Intervistato da la Stampa, Pierferdinando Casini ha raccontato di quando nel Trentino Alto Adige l’Udc, di cui è il leader, non è riuscito a presentare la propria lista per delle negligenze burocratiche simili a quelle che non hanno escluso definitivamente dalla corsa elettorale Renata Polverini e Roberto Formigoni (candidati per il PdL rispettivamente in Lazio e in Lombardia).

“Quella di Berlusconi - ha dichiarato l’esponente politico al quotidiano - è arroganza. Riammettere le liste del PdL nel Lazio e Lombardia per decreto dà al paese un messaggio devastante. L'idea che le regole valgono solo per i deboli e non per i forti”.

Giganti colpiti dai loro stessi elettori che sul sito del Popolo della Libertà, come raccontato da Massimo Gramellini a “che tempo che fa”, hanno espresso il proprio disappunto per quanto successo (dopo essersi conto che solo un utente su cinque era favorevole alla candidatura del Pdl in Lombardia e in Lazio il sondaggio dedicato all’argomento è stato tolto dal portale).

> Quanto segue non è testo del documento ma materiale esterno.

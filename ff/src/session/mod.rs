//! Session control: one work loop on its own task, steered through a handle

mod controller;
mod timeout;

pub use controller::{SessionConfig, SessionController, SessionHandle, SessionSpec};
pub use timeout::TimeoutPolicy;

Supponiamo che queste persone, non riconoscendosi in quanto successo, decidano di dare il proprio voto ad altri candidati. Supponiamo che per una volta, davvero, il colore politico non costituisca una scusante e si decida di votare secondo coscienza.

L’opposizione, tutta, è davvero pronta ad intercettare lo scontento di questa parte dell’elettorato? No. Probabilmente No. Per capirlo è sufficiente riflettere sul scontro lombardo.

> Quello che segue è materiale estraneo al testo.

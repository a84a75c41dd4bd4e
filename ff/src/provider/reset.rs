//! Rate-limit reset parsing
//!
//! Backends report when a rate limit lifts in free text. These parsers pull a
//! wait duration out of that text. Results are hints: the manager clamps them
//! and falls back to a fixed cooldown when nothing parses.

use std::fmt::Debug;
use std::sync::LazyLock;
use std::time::Duration;

use chrono::{DateTime, Local, NaiveTime, TimeZone};
use regex::Regex;
use serde::{Deserialize, Serialize};
use tracing::debug;

/// Extracts a wait duration from backend error text
pub trait ResetParser: Send + Sync + Debug {
    fn parse(&self, text: &str, now: DateTime<Local>) -> Option<Duration>;
}

/// Which parser an adapter uses
#[derive(Debug, Clone, Copy, Default, PartialEq, Eq, Serialize, Deserialize)]
#[serde(rename_all = "kebab-case")]
pub enum ResetParserKind {
    /// Relative hints first, then clock times
    #[default]
    Auto,
    Clock,
    RetryAfter,
    None,
}

impl ResetParserKind {
    pub fn build(self) -> Box<dyn ResetParser> {
        match self {
            ResetParserKind::Auto => Box::new(ChainParser::new(vec![
                Box::new(RetryAfterParser),
                Box::new(ClockResetParser),
            ])),
            ResetParserKind::Clock => Box::new(ClockResetParser),
            ResetParserKind::RetryAfter => Box::new(RetryAfterParser),
            ResetParserKind::None => Box::new(NoResetParser),
        }
    }
}

static RELATIVE_RE: LazyLock<Option<Regex>> = LazyLock::new(|| {
    Regex::new(
        r"(?i)(?:retry[- ]after|try again in|wait|resets? in)[:\s]*(\d+(?:\.\d+)?)\s*(ms|milliseconds?|s|secs?|seconds?|m|mins?|minutes?|h|hrs?|hours?)?\b",
    )
    .ok()
});

static CLOCK_RE: LazyLock<Option<Regex>> = LazyLock::new(|| {
    Regex::new(r"(?i)resets?\s+(?:at\s+)?(\d{1,2})(?::(\d{2}))?\s*(am|pm)?\b").ok()
});

/// "retry after 30s", "try again in 5 minutes", "retry-after: 12"
#[derive(Debug, Clone, Copy, Default)]
pub struct RetryAfterParser;

impl ResetParser for RetryAfterParser {
    fn parse(&self, text: &str, _now: DateTime<Local>) -> Option<Duration> {
        let caps = RELATIVE_RE.as_ref()?.captures(text)?;
        let value: f64 = caps.get(1)?.as_str().parse().ok()?;
        let unit = caps.get(2).map(|m| m.as_str().to_lowercase()).unwrap_or_default();
        let secs = match unit.as_str() {
            u if u.starts_with("ms") || u.starts_with("milli") => value / 1000.0,
            u if u.starts_with('h') => value * 3600.0,
            u if u.starts_with('m') => value * 60.0,
            // bare numbers are seconds, as in the Retry-After header
            _ => value,
        };
        debug!(value, %unit, secs, "RetryAfterParser::parse: matched");
        (secs.is_finite() && secs >= 0.0).then(|| Duration::from_secs_f64(secs))
    }
}

/// "resets 4am", "resets at 4:30 pm", "resets 16:00"
///
/// The time is read as local wall-clock time and resolved to its next
/// occurrence after `now`.
#[derive(Debug, Clone, Copy, Default)]
pub struct ClockResetParser;

impl ResetParser for ClockResetParser {
    fn parse(&self, text: &str, now: DateTime<Local>) -> Option<Duration> {
        let caps = CLOCK_RE.as_ref()?.captures(text)?;
        let mut hour: u32 = caps.get(1)?.as_str().parse().ok()?;
        let minute: u32 = caps.get(2).map(|m| m.as_str().parse()).transpose().ok()?.unwrap_or(0);
        let meridiem = caps.get(3).map(|m| m.as_str().to_lowercase());

        match meridiem.as_deref() {
            Some(m) => {
                if !(1..=12).contains(&hour) {
                    return None;
                }
                hour %= 12;
                if m == "pm" {
                    hour += 12;
                }
            }
            // without am/pm require an explicit minute so "resets 5" is ignored
            None if caps.get(2).is_none() => return None,
            None => {}
        }

        let time = NaiveTime::from_hms_opt(hour, minute, 0)?;
        let today = now.date_naive();
        for offset in 0..=1 {
            let date = today + chrono::Duration::days(offset);
            let Some(at) = Local.from_local_datetime(&date.and_time(time)).earliest() else {
                continue;
            };
            if at > now {
                let wait = (at - now).to_std().ok()?;
                debug!(%at, wait_secs = wait.as_secs(), "ClockResetParser::parse: matched");
                return Some(wait);
            }
        }
        None
    }
}

/// Tries each parser in order
#[derive(Debug)]
pub struct ChainParser {
    parsers: Vec<Box<dyn ResetParser>>,
}

impl ChainParser {
    pub fn new(parsers: Vec<Box<dyn ResetParser>>) -> Self {
        Self { parsers }
    }
}

impl ResetParser for ChainParser {
    fn parse(&self, text: &str, now: DateTime<Local>) -> Option<Duration> {
        self.parsers.iter().find_map(|p| p.parse(text, now))
    }
}

#[derive(Debug, Clone, Copy, Default)]
pub struct NoResetParser;

impl ResetParser for NoResetParser {
    fn parse(&self, _text: &str, _now: DateTime<Local>) -> Option<Duration> {
        None
    }
}

#[cfg(test)]
mod tests {
    use super::*;

    fn at(hour: u32, minute: u32) -> DateTime<Local> {
        Local.with_ymd_and_hms(2025, 6, 10, hour, minute, 0).earliest().unwrap()
    }

    #[test]
    fn test_retry_after_units() {
        let now = at(12, 0);
        let p = RetryAfterParser;
        assert_eq!(p.parse("Please retry after 30s", now), Some(Duration::from_secs(30)));
        assert_eq!(p.parse("try again in 5 minutes", now), Some(Duration::from_secs(300)));
        assert_eq!(p.parse("Retry-After: 12", now), Some(Duration::from_secs(12)));
        assert_eq!(p.parse("retry after 250ms", now), Some(Duration::from_millis(250)));
        assert_eq!(p.parse("try again in 2 hours", now), Some(Duration::from_secs(7200)));
        assert_eq!(p.parse("connection reset", now), None);
    }

    #[test]
    fn test_clock_reset_later_today() {
        let p = ClockResetParser;
        let wait = p.parse("Your limit will reset at 4pm", at(12, 0)).unwrap();
        assert_eq!(wait, Duration::from_secs(4 * 3600));

        let wait = p.parse("usage limit reached, resets 16:30", at(16, 0)).unwrap();
        assert_eq!(wait, Duration::from_secs(30 * 60));
    }

    #[test]
    fn test_clock_reset_rolls_to_tomorrow() {
        let p = ClockResetParser;
        let wait = p.parse("limit resets 4am", at(12, 0)).unwrap();
        assert_eq!(wait, Duration::from_secs(16 * 3600));

        let wait = p.parse("resets at 12:15 am", at(23, 0)).unwrap();
        assert_eq!(wait, Duration::from_secs(75 * 60));
    }

    #[test]
    fn test_clock_reset_rejects_nonsense() {
        let p = ClockResetParser;
        assert_eq!(p.parse("resets 13pm", at(12, 0)), None);
        assert_eq!(p.parse("resets 5", at(12, 0)), None);
        assert_eq!(p.parse("resets 25:00", at(12, 0)), None);
    }

    #[test]
    fn test_auto_prefers_relative_hint() {
        let parser = ResetParserKind::Auto.build();
        let wait = parser.parse("rate limited; retry after 10s (limit resets 4am)", at(12, 0));
        assert_eq!(wait, Some(Duration::from_secs(10)));

        let wait = parser.parse("limit resets 1pm", at(12, 0));
        assert_eq!(wait, Some(Duration::from_secs(3600)));
    }

    #[test]
    fn test_none_parser() {
        let parser = ResetParserKind::None.build();
        assert_eq!(parser.parse("retry after 10s", at(12, 0)), None);
    }

    #[test]
    fn test_kind_from_yaml() {
        let kind: ResetParserKind = serde_yaml::from_str("retry-after").unwrap();
        assert_eq!(kind, ResetParserKind::RetryAfter);
    }
}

Può un elettore milanese bocciare a livello provinciale Filippo Penati per poi promuoverlo a livello regionale? No. Probabilmente No.

Affidare, in queste ore, al Presidente della Repubblica tutte le colpe non è quindi giusto perché sottolinea, una volta di più, la memoria corta di alcuni italiani. Fuori e dentro il Quirinale dove qualcuno afferma che l’esclusione del PdL non avrebbe permesso alla metà degli elettori di esprimere la propria preferenza.

Ci siamo, evidentemente, già dimenticati che Silvio Berlusconi non è alla maggioranza per merito suo. Al 42%, che si avvicina al 50 per eccesso, mica ci sarebbe senza l’alleanza con la Lega Nord di Umberto Bossi.